Give back all the records below, unaltered.

______________________________

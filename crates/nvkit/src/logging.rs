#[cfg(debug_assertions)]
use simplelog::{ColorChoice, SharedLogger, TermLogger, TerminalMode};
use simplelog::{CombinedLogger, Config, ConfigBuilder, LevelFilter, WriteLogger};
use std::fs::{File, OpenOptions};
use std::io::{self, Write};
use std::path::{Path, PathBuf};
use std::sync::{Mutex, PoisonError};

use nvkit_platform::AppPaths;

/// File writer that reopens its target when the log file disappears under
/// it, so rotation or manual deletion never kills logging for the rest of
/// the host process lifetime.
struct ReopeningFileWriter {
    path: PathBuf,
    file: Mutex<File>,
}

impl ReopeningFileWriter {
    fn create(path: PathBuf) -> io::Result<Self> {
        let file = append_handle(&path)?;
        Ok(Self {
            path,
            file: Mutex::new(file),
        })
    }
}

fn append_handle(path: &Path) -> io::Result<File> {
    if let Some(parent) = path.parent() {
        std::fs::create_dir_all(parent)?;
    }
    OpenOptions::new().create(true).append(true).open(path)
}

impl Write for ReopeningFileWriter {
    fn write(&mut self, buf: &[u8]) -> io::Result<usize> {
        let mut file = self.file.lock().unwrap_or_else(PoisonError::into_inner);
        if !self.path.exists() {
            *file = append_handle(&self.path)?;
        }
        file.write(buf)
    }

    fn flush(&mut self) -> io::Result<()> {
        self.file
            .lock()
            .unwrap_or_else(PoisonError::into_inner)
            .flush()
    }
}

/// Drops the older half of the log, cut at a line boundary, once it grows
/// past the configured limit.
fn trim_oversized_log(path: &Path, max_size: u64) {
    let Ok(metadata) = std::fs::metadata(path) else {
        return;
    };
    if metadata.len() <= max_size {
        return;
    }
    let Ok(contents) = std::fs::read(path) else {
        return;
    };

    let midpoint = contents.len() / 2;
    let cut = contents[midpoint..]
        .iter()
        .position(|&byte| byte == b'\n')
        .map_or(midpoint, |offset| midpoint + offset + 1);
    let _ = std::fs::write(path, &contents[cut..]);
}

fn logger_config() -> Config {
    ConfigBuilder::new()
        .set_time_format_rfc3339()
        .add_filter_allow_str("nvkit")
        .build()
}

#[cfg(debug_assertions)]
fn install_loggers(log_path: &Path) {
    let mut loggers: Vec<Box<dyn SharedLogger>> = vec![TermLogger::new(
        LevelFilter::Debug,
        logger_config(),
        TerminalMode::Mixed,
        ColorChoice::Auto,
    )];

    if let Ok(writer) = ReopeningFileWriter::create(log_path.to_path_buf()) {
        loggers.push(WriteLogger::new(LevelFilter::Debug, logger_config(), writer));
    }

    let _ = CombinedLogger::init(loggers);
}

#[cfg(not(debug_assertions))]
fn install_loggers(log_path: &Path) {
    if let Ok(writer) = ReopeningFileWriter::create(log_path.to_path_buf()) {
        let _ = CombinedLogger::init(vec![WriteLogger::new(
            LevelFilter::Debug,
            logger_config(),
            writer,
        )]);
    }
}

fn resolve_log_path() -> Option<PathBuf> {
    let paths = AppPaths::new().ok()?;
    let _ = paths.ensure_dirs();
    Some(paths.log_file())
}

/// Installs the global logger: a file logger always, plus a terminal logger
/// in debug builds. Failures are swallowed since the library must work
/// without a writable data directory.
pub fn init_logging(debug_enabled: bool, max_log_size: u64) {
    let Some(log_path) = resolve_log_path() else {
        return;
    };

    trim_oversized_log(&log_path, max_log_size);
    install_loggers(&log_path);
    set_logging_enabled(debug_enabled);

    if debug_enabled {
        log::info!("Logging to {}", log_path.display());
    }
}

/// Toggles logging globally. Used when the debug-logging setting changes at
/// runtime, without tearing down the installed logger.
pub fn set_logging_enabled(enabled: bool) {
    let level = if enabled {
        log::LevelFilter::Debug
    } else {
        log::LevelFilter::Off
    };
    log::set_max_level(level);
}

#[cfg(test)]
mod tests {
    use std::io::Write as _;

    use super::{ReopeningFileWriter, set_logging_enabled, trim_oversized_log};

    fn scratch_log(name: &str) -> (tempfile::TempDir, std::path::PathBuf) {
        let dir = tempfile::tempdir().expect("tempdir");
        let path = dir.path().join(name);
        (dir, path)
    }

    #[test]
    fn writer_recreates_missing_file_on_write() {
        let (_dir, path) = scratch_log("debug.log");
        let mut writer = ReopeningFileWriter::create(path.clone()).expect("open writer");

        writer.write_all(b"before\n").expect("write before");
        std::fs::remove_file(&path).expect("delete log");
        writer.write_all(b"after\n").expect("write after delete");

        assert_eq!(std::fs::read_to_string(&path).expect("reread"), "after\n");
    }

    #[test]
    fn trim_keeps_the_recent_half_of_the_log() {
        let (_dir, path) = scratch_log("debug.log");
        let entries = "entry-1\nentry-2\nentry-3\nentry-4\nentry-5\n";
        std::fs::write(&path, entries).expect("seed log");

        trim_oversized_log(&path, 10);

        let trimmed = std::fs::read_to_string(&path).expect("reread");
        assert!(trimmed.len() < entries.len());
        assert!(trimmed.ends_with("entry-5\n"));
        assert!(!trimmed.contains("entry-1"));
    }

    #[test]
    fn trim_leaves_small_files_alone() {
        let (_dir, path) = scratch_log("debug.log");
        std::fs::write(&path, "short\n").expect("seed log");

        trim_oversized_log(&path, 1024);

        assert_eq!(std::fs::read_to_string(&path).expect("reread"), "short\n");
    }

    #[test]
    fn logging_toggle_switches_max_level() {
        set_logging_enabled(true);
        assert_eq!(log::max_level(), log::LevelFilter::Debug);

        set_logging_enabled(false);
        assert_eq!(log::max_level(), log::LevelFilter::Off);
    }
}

______________________________

### [Solution below]
filename crates/nvkit/src/logging.rs
#[cfg(debug_assertions)]
use simplelog::{ColorChoice, SharedLogger, TermLogger, TerminalMode};
use simplelog::{CombinedLogger, Config, ConfigBuilder, LevelFilter, WriteLogger};
use std::fs::{File, OpenOptions};
use std::io::{self, Write};
use std::path::{Path, PathBuf};
use std::sync::{Mutex, PoisonError};

use nvkit_platform::AppPaths;

/// File writer that reopens its target when the log file disappears under
/// it, so rotation or manual deletion never kills logging for the rest of
/// the host process lifetime.
struct ReopeningFileWriter {
    path: PathBuf,
    file: Mutex<File>,
}

impl ReopeningFileWriter {
    fn create(path: PathBuf) -> io::Result<Self> {
        let file = append_handle(&path)?;
        Ok(Self {
            path,
            file: Mutex::new(file),
        })
    }
}

fn append_handle(path: &Path) -> io::Result<File> {
    if let Some(parent) = path.parent() {
        std::fs::create_dir_all(parent)?;
    }
    OpenOptions::new().create(true).append(true).open(path)
}

impl Write for ReopeningFileWriter {
    fn write(&mut self, buf: &[u8]) -> io::Result<usize> {
        let mut file = self.file.lock().unwrap_or_else(PoisonError::into_inner);
        if !self.path.exists() {
            *file = append_handle(&self.path)?;
        }
        file.write(buf)
    }

    fn flush(&mut self) -> io::Result<()> {
        self.file
            .lock()
            .unwrap_or_else(PoisonError::into_inner)
            .flush()
    }
}

/// Drops the older half of the log, cut at a line boundary, once it grows
/// past the configured limit.
fn trim_oversized_log(path: &Path, max_size: u64) {
    let Ok(metadata) = std::fs::metadata(path) else {
        return;
    };
    if metadata.len() <= max_size {
        return;
    }
    let Ok(contents) = std::fs::read(path) else {
        return;
    };

    let midpoint = contents.len() / 2;
    let cut = contents[midpoint..]
        .iter()
        .position(|&byte| byte == b'\n')
        .map_or(midpoint, |offset| midpoint + offset + 1);
    let _ = std::fs::write(path, &contents[cut..]);
}

fn logger_config() -> Config {
    ConfigBuilder::new()
        .set_time_format_rfc3339()
        .add_filter_allow_str("nvkit")
        .build()
}

#[cfg(debug_assertions)]
fn install_loggers(log_path: &Path) {
    let mut loggers: Vec<Box<dyn SharedLogger>> = vec![TermLogger::new(
        LevelFilter::Debug,
        logger_config(),
        TerminalMode::Mixed,
        ColorChoice::Auto,
    )];

    if let Ok(writer) = ReopeningFileWriter::create(log_path.to_path_buf()) {
        loggers.push(WriteLogger::new(LevelFilter::Debug, logger_config(), writer));
    }

    let _ = CombinedLogger::init(loggers);
}

#[cfg(not(debug_assertions))]
fn install_loggers(log_path: &Path) {
    if let Ok(writer) = ReopeningFileWriter::create(log_path.to_path_buf()) {
        let _ = CombinedLogger::init(vec![WriteLogger::new(
            LevelFilter::Debug,
            logger_config(),
            writer,
        )]);
    }
}

fn resolve_log_path() -> Option<PathBuf> {
    let paths = AppPaths::new().ok()?;
    let _ = paths.ensure_dirs();
    Some(paths.log_file())
}

/// Installs the global logger: a file logger always, plus a terminal logger
/// in debug builds. Failures are swallowed since the library must work
/// without a writable data directory.
pub fn init_logging(debug_enabled: bool, max_log_size: u64) {
    let Some(log_path) = resolve_log_path() else {
        return;
    };

    trim_oversized_log(&log_path, max_log_size);
    install_loggers(&log_path);
    set_logging_enabled(debug_enabled);

    if debug_enabled {
        log::info!("Logging to {}", log_path.display());
    }
}

/// Toggles logging globally. Used when the debug-logging setting changes at
/// runtime, without tearing down the installed logger.
pub fn set_logging_enabled(enabled: bool) {
    let level = if enabled {
        log::LevelFilter::Debug
    } else {
        log::LevelFilter::Off
    };
    log::set_max_level(level);
}

#[cfg(test)]
mod tests {
    use std::io::Write as _;

    use super::{ReopeningFileWriter, set_logging_enabled, trim_oversized_log};

    fn scratch_log(name: &str) -> (tempfile::TempDir, std::path::PathBuf) {
        let dir = tempfile::tempdir().expect("tempdir");
        let path = dir.path().join(name);
        (dir, path)
    }

    #[test]
    fn writer_recreates_missing_file_on_write() {
        let (_dir, path) = scratch_log("debug.log");
        let mut writer = ReopeningFileWriter::create(path.clone()).expect("open writer");

        writer.write_all(b"before\n").expect("write before");
        std::fs::remove_file(&path).expect("delete log");
        writer.write_all(b"after\n").expect("write after delete");

        assert_eq!(std::fs::read_to_string(&path).expect("reread"), "after\n");
    }

    #[test]
    fn trim_keeps_the_recent_half_of_the_log() {
        let (_dir, path) = scratch_log("debug.log");
        let entries = "entry-1\nentry-2\nentry-3\nentry-4\nentry-5\n";
        std::fs::write(&path, entries).expect("seed log");

        trim_oversized_log(&path, 10);

        let trimmed = std::fs::read_to_string(&path).expect("reread");
        assert!(trimmed.len() < entries.len());
        assert!(trimmed.ends_with("entry-5\n"));
        assert!(!trimmed.contains("entry-1"));
    }

    #[test]
    fn trim_leaves_small_files_alone() {
        let (_dir, path) = scratch_log("debug.log");
        std::fs::write(&path, "short\n").expect("seed log");

        trim_oversized_log(&path, 1024);

        assert_eq!(std::fs::read_to_string(&path).expect("reread"), "short\n");
    }

    #[test]
    fn logging_toggle_switches_max_level() {
        set_logging_enabled(true);
        assert_eq!(log::max_level(), log::LevelFilter::Debug);

        set_logging_enabled(false);
        assert_eq!(log::max_level(), log::LevelFilter::Off);
    }
}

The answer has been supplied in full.